→ HOW TO COMPLETE THIS TASK
Using the listing below, report how many lines contain the word "TooMuchFee" and give no other words.

→ STORED DATA
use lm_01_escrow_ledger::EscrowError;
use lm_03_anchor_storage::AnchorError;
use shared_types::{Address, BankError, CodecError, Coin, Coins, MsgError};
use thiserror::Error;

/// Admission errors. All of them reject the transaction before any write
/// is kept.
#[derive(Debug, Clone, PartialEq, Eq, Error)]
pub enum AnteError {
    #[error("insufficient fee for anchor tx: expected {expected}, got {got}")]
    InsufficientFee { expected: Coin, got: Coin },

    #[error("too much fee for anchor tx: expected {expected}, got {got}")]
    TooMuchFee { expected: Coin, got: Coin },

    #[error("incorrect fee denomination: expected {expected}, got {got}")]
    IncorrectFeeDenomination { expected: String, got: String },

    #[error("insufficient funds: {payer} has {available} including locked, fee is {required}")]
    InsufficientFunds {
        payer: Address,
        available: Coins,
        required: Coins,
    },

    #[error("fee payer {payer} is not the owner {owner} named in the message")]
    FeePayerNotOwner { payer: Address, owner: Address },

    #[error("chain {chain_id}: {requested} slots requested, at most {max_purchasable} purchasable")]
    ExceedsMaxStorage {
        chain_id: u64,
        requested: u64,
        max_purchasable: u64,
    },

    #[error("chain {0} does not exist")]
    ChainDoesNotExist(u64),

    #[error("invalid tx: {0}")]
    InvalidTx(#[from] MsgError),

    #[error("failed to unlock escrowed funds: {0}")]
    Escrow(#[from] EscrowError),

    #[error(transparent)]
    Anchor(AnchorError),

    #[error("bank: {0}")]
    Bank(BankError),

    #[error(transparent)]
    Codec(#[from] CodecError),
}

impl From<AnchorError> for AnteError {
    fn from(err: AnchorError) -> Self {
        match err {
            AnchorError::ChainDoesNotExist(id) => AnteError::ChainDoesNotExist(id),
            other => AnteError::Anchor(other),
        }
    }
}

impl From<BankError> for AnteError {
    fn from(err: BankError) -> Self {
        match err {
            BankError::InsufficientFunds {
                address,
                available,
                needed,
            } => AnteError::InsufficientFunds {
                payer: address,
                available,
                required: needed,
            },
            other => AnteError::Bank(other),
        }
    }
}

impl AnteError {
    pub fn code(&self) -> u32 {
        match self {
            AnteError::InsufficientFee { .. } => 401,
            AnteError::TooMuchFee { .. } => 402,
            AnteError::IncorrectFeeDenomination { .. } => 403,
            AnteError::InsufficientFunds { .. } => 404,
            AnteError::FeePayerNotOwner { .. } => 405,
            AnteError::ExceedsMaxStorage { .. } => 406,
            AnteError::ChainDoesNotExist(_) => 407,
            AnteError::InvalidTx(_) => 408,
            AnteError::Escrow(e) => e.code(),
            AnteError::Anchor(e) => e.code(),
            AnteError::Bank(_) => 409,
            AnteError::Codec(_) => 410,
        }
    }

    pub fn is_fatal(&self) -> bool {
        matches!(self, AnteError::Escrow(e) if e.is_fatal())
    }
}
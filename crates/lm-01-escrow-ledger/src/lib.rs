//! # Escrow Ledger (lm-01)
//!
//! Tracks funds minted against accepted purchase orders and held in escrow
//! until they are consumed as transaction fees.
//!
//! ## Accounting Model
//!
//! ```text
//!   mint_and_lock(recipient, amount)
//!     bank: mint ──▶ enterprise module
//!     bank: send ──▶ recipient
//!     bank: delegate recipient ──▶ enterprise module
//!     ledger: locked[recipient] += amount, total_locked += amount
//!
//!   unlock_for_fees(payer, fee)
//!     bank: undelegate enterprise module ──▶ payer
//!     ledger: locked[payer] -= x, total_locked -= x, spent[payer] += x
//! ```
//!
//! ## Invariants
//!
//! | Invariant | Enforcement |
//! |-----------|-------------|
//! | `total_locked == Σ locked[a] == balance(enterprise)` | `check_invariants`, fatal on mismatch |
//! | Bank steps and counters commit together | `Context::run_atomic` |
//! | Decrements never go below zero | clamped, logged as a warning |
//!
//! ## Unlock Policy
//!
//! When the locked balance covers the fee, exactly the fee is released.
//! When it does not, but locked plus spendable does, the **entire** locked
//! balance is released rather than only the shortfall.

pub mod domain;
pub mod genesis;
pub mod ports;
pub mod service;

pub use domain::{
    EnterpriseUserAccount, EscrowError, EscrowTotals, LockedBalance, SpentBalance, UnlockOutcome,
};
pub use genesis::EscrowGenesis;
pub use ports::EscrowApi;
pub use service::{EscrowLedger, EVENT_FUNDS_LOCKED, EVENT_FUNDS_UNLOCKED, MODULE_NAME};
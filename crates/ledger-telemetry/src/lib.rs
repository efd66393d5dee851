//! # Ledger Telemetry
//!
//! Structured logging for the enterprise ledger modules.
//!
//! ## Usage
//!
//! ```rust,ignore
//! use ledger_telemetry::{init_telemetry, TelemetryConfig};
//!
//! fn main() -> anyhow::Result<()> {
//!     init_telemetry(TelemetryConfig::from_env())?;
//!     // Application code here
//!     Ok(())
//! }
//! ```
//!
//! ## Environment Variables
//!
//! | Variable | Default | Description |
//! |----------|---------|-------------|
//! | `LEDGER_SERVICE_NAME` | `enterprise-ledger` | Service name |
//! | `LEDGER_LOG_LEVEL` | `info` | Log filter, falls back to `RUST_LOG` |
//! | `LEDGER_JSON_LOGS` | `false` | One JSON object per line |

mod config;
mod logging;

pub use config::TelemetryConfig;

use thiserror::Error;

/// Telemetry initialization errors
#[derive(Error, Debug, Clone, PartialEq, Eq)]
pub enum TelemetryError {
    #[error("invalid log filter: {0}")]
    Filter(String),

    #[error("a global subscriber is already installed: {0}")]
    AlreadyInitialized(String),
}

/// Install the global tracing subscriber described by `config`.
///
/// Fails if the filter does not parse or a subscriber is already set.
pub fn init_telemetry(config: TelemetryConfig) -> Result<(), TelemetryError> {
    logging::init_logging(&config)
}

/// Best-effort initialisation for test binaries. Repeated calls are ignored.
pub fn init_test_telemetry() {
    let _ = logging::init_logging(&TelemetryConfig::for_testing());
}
...
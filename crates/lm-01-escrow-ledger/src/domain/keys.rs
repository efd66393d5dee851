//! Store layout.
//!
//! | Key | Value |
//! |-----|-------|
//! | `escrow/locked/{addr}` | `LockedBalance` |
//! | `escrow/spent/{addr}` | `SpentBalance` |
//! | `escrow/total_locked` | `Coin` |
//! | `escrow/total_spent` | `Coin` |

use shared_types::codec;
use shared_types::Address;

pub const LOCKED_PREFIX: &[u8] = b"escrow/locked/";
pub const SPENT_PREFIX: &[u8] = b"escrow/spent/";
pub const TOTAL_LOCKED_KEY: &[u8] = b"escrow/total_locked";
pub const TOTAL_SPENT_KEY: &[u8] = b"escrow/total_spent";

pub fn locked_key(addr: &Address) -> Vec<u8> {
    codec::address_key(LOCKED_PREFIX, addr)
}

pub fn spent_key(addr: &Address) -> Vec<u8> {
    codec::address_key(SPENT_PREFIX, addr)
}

→ TASK SOLUTION
2